Walter Frick, schrieb sein Anwalt schon früher, habe mit den Vorgängen im Prozess gegen Sohn Markus „nicht das Geringste zu tun“. Er sei ein „schwer arbeitender“ älterer Herr, der die Öffentlichkeit nichts angehe. Seine ISP aber hat zwischen 2010 und Ende November 2012 rund elf Millionen Euro verdient. Sollte der Senior von den fragwürdigen Geschäften seines Sohns und Geschäftsführers tatsächlich nichts bemerkt haben?
Wie das System arbeitet, zeigt das Beispiel der Aktie LetsBuyIt, die Frick empfahl. Einen Teil der Papiere des Unternehmens hielt 2012 zumindest indirekt der Investor Castro Khatib. Der gebürtige Israeli lebt in Monaco, Mitglieder seiner Familie wechselten sich zwischen 2009 und Mitte 2011 im Verwaltungsrat der LetsBuyIt ab. Auch Khatib mischt dort zeitweise mit.
Khatib soll, so sagte in Frankfurt ein Zeuge vor Gericht, „großes Interesse“ an Werbung für die Aktie gehabt haben – vermutlich, um profitabel verkaufen zu können. Für eine Stellungnahme war Khatib nicht erreichbar. In der Frick-Anklage heißt es, dass LetsBuyIt an der Börse Frankfurt von Januar bis Ende April 2012 zwischen 1,80 und 2,05 Euro notiert habe. „Der Umsatz“ sei gering gewesen, „insgesamt wurden überhaupt nur an 11 Tagen Aktien gehandelt. An den übrigen Handelstagen blieb die Aktie umsatzlos“. Khatib hätte seine Anteile bis dahin kaum verkaufen können, schon gar nicht zu einem guten Preis.
Machtlose Aufsicht
Khatib soll nach Aussage des Zeugen Manfred Haindl (Name geändert und der Redaktion bekannt) vor Gericht Drahtzieher der LetsBuyIt-Manipulation gewesen sein. Haindl, der sich selbst „Kapitalmarktberater“ nannte, saß einige Wochen in Untersuchungshaft, weil die Staatsanwaltschaft vermutet, dass er ein Mitglied der Bande um Frick gewesen sei. Fragen dazu beantwortete er nicht. Vor Gericht sagte der Anfang 30-Jährige mit den gegelten Haaren, er sei durch die Frankfurter Wertpapierhandelsbank Renell auf LetsBuyIt aufmerksam gemacht geworden. „Renell hat mich darauf angesprochen, ob es eine Empfehlung zu der Aktie geben kann“, so Haindl. Renell beteuert, dass die Bank „kein Interesse“ habe, „Wertpapieraufträge mit zweifelhaftem Hintergrund“ auszuführen. „Eine aktive Beteiligung unseres Unternehmens an Marktmanipulationen hat es nicht gegeben.“
Renell hat nicht nur die „neue“ LetsBuyIt – es gab schon einmal ein gleichnamiges Vorgängerunternehmen am Neuen Markt – an die Börse gebracht, sondern auch einen großen Teil der Aktien im berüchtigten First Quotation Board der Deutschen Börse. Im Jahr 2010, brüstete sich Renell in einer Präsentation, sei die Bank mit 65 Notierungen hier Marktführer gewesen. Das Board war der am wenigsten regulierte Bereich der Börse.
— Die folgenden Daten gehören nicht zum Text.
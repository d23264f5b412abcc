//! Berlinuhr - Berlin clock lamp-state converter
//!
//! Berlinuhr converts a wall-clock time into the lamp states of a Berlin
//! clock (Mengenlehreuhr): one blinking seconds lamp above four rows of
//! lamps that encode hours and minutes in a base-5/base-1 scheme. The two
//! hour rows count five hours and one hour per lamp; the two minute rows
//! count five minutes and one minute per lamp.
//!
//! # Architecture
//!
//! - **Domain Layer** (`domain`): pure conversion logic and domain models
//! - **CLI Layer** (`cli`): command-line interface and terminal rendering
//!
//! # Example
//!
//! ```
//! use berlinuhr::{ClockState, TimeOfDay};
//!
//! let time: TimeOfDay = "13:25:45".parse()?;
//! let state = ClockState::for_time(time);
//! assert_eq!(state.hours_top, [true, true, false, false]);
//! assert_eq!(state.hours_bottom, [true, true, true, false]);
//! # Ok::<(), berlinuhr::ClockError>(())
//! ```

pub mod cli;
pub mod domain;

// Re-export commonly used types for convenience
pub use domain::error::ClockError;
pub use domain::models::{ClockState, TimeOfDay};
//! CLI type definitions
//!
//! This module contains clap command structures that define the CLI interface.

use clap::{Parser, Subcommand};

use crate::cli::display::format::GlyphSet;

/// Top-level CLI arguments.
#[derive(Parser)]
#[command(name = "berlinuhr")]
#[command(about = "Berlin clock (Mengenlehreuhr) lamp-state converter", long_about = None)]
#[command(version)]
pub struct Cli {
    /// Selected subcommand.
    #[command(subcommand)]
    pub command: Commands,

    /// Output in JSON format
    #[arg(short, long, global = true)]
    pub json: bool,
}

/// Available subcommands.
#[derive(Subcommand)]
pub enum Commands {
    /// Show the lamp state for a time (current local time if omitted)
    Show {
        /// Time to display, as zero-padded 24-hour HH:MM:SS
        time: Option<String>,

        /// Glyph convention for rendering lamps
        #[arg(short, long, value_enum, env = "BERLINUHR_GLYPHS", default_value = "letters")]
        glyphs: GlyphSet,
    },
}
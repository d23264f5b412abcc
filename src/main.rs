//! Berlinuhr CLI entry point.

use clap::Parser;
use tracing_subscriber::{layer::SubscriberExt, util::SubscriberInitExt, EnvFilter};

use berlinuhr::cli::{Cli, Commands};

fn main() {
    tracing_subscriber::registry()
        .with(EnvFilter::try_from_default_env().unwrap_or_else(|_| EnvFilter::new("info")))
        .with(tracing_subscriber::fmt::layer().with_writer(std::io::stderr))
        .init();

    let cli = Cli::parse();

    let result = match cli.command {
        Commands::Show { time, glyphs } => berlinuhr::cli::commands::show::execute(time, glyphs, cli.json),
    };

    if let Err(err) = result {
        berlinuhr::cli::handle_error(&err, cli.json);
    }
}
use thiserror::Error;

/// Domain-level errors for time parsing and validation
#[derive(Error, Debug, Clone, PartialEq, Eq)]
pub enum ClockError {
    /// The input string does not have the fixed `HH:MM:SS` shape.
    #[error("Malformed time string {0:?} (expected zero-padded HH:MM:SS)")]
    Format(String),

    /// A time field is outside its valid numeric bound.
    #[error("Invalid {field}: {value} (must be 0-{max})")]
    Range {
        /// Name of the rejected field.
        field: &'static str,
        /// The rejected value.
        value: u8,
        /// Largest accepted value for the field.
        max: u8,
    },
}
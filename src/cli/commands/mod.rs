//! CLI command handlers.

pub mod show;
//! Clock face rendering.
//!
//! Maps a [`ClockState`] onto the five text rows of a Mengenlehreuhr:
//! seconds lamp, five-hour row, one-hour row, five-minute row, one-minute
//! row, top to bottom.

use clap::ValueEnum;

use crate::cli::display::colors::{colorize_lamp, minutes_top_color, LampColor};
use crate::domain::models::ClockState;

/// Which pair of glyphs renders lit and dark lamps.
#[derive(ValueEnum, Debug, Clone, Copy, Default, PartialEq, Eq)]
pub enum GlyphSet {
    /// `Y` for lit lamps, `O` for dark ones
    #[default]
    Letters,
    /// `#` for lit lamps, `.` for dark ones
    Blocks,
}

impl GlyphSet {
    fn glyph(self, lit: bool) -> &'static str {
        match (self, lit) {
            (Self::Letters, true) => "Y",
            (Self::Letters, false) => "O",
            (Self::Blocks, true) => "#",
            (Self::Blocks, false) => ".",
        }
    }
}

/// Render the five rows of the clock face, one row per line.
///
/// With `use_colors` set, lamps are colored like the physical face (hour
/// lamps red, minute lamps yellow with red quarter-hour marks); without it
/// the output is the bare glyphs.
pub fn render_face(state: &ClockState, glyphs: GlyphSet, use_colors: bool) -> String {
    let mut lines = Vec::with_capacity(5);
    lines.push(render_row(
        &[state.seconds_lamp_on],
        |_| LampColor::Yellow,
        glyphs,
        use_colors,
    ));
    lines.push(render_row(
        &state.hours_top,
        |_| LampColor::Red,
        glyphs,
        use_colors,
    ));
    lines.push(render_row(
        &state.hours_bottom,
        |_| LampColor::Red,
        glyphs,
        use_colors,
    ));
    lines.push(render_row(
        &state.minutes_top,
        minutes_top_color,
        glyphs,
        use_colors,
    ));
    lines.push(render_row(
        &state.minutes_bottom,
        |_| LampColor::Yellow,
        glyphs,
        use_colors,
    ));
    lines.join("\n")
}

/// Whether colored output should be used (disabled by the `NO_COLOR` env var).
pub fn supports_color() -> bool {
    std::env::var_os("NO_COLOR").is_none()
}

fn render_row(
    lamps: &[bool],
    color_at: impl Fn(usize) -> LampColor,
    glyphs: GlyphSet,
    use_colors: bool,
) -> String {
    lamps
        .iter()
        .enumerate()
        .map(|(idx, &lit)| {
            let glyph = glyphs.glyph(lit);
            if use_colors {
                colorize_lamp(glyph, color_at(idx), lit).to_string()
            } else {
                glyph.to_string()
            }
        })
        .collect()
}

#[cfg(test)]
mod tests {
    use super::*;

    #[test]
    fn test_letters_face() {
        let state: ClockState = "13:25:45".parse().unwrap();
        assert_eq!(
            render_face(&state, GlyphSet::Letters, false),
            "O\nYYOO\nYYYO\nYYYYYOOOOOO\nOOOO"
        );
    }

    #[test]
    fn test_blocks_face() {
        let state: ClockState = "23:59:58".parse().unwrap();
        assert_eq!(
            render_face(&state, GlyphSet::Blocks, false),
            "#\n####\n###.\n###########\n####"
        );
    }

    #[test]
    fn test_midnight_letters_face() {
        let state: ClockState = "00:00:00".parse().unwrap();
        assert_eq!(
            render_face(&state, GlyphSet::Letters, false),
            "Y\nOOOO\nOOOO\nOOOOOOOOOOO\nOOOO"
        );
    }
}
Verkäufe kurz vor der Werbeaktion
In Börsenkreisen heißt es, dass bei mindestens einem Drittel der Papiere im Board manipuliert worden ist. „Im First Quotation Board war ein großer Teil der Aktien, die an die Börse gebracht worden sind, eine Erfindung, um den Aktienkurs zu manipulieren und wertloses Papier teuer zu verkaufen“, sagt Oberstaatsanwalt Zmyj-Köbel. Ende 2012 schloss die Börse das Board, aufgrund von „massiven und häufigen Verdachtsfällen auf Marktmanipulation“. Recherchen belegen, dass Castro Khatib Kunde von Renell war und er der Bank kurz vor Fricks Werbeaktion für LetsBuyit Verkaufsaufträge für die Aktie erteilt hat. Unterlagen eines Bankinsiders zufolge hat Renell „umfangreiche Verkäufe“ von LetsBuyIt-Aktien ausgeführt. Die riefen im Sommer 2012 die Finanzaufsicht auf den Plan. Die BaFin wollte wissen, wann und für wen die Bank Aufträge abgewickelt habe. Abzuliefern seien Mails, Audiomitschnitte, Chatprotokolle, Verträge und Namen und Adressen von Auftraggebern.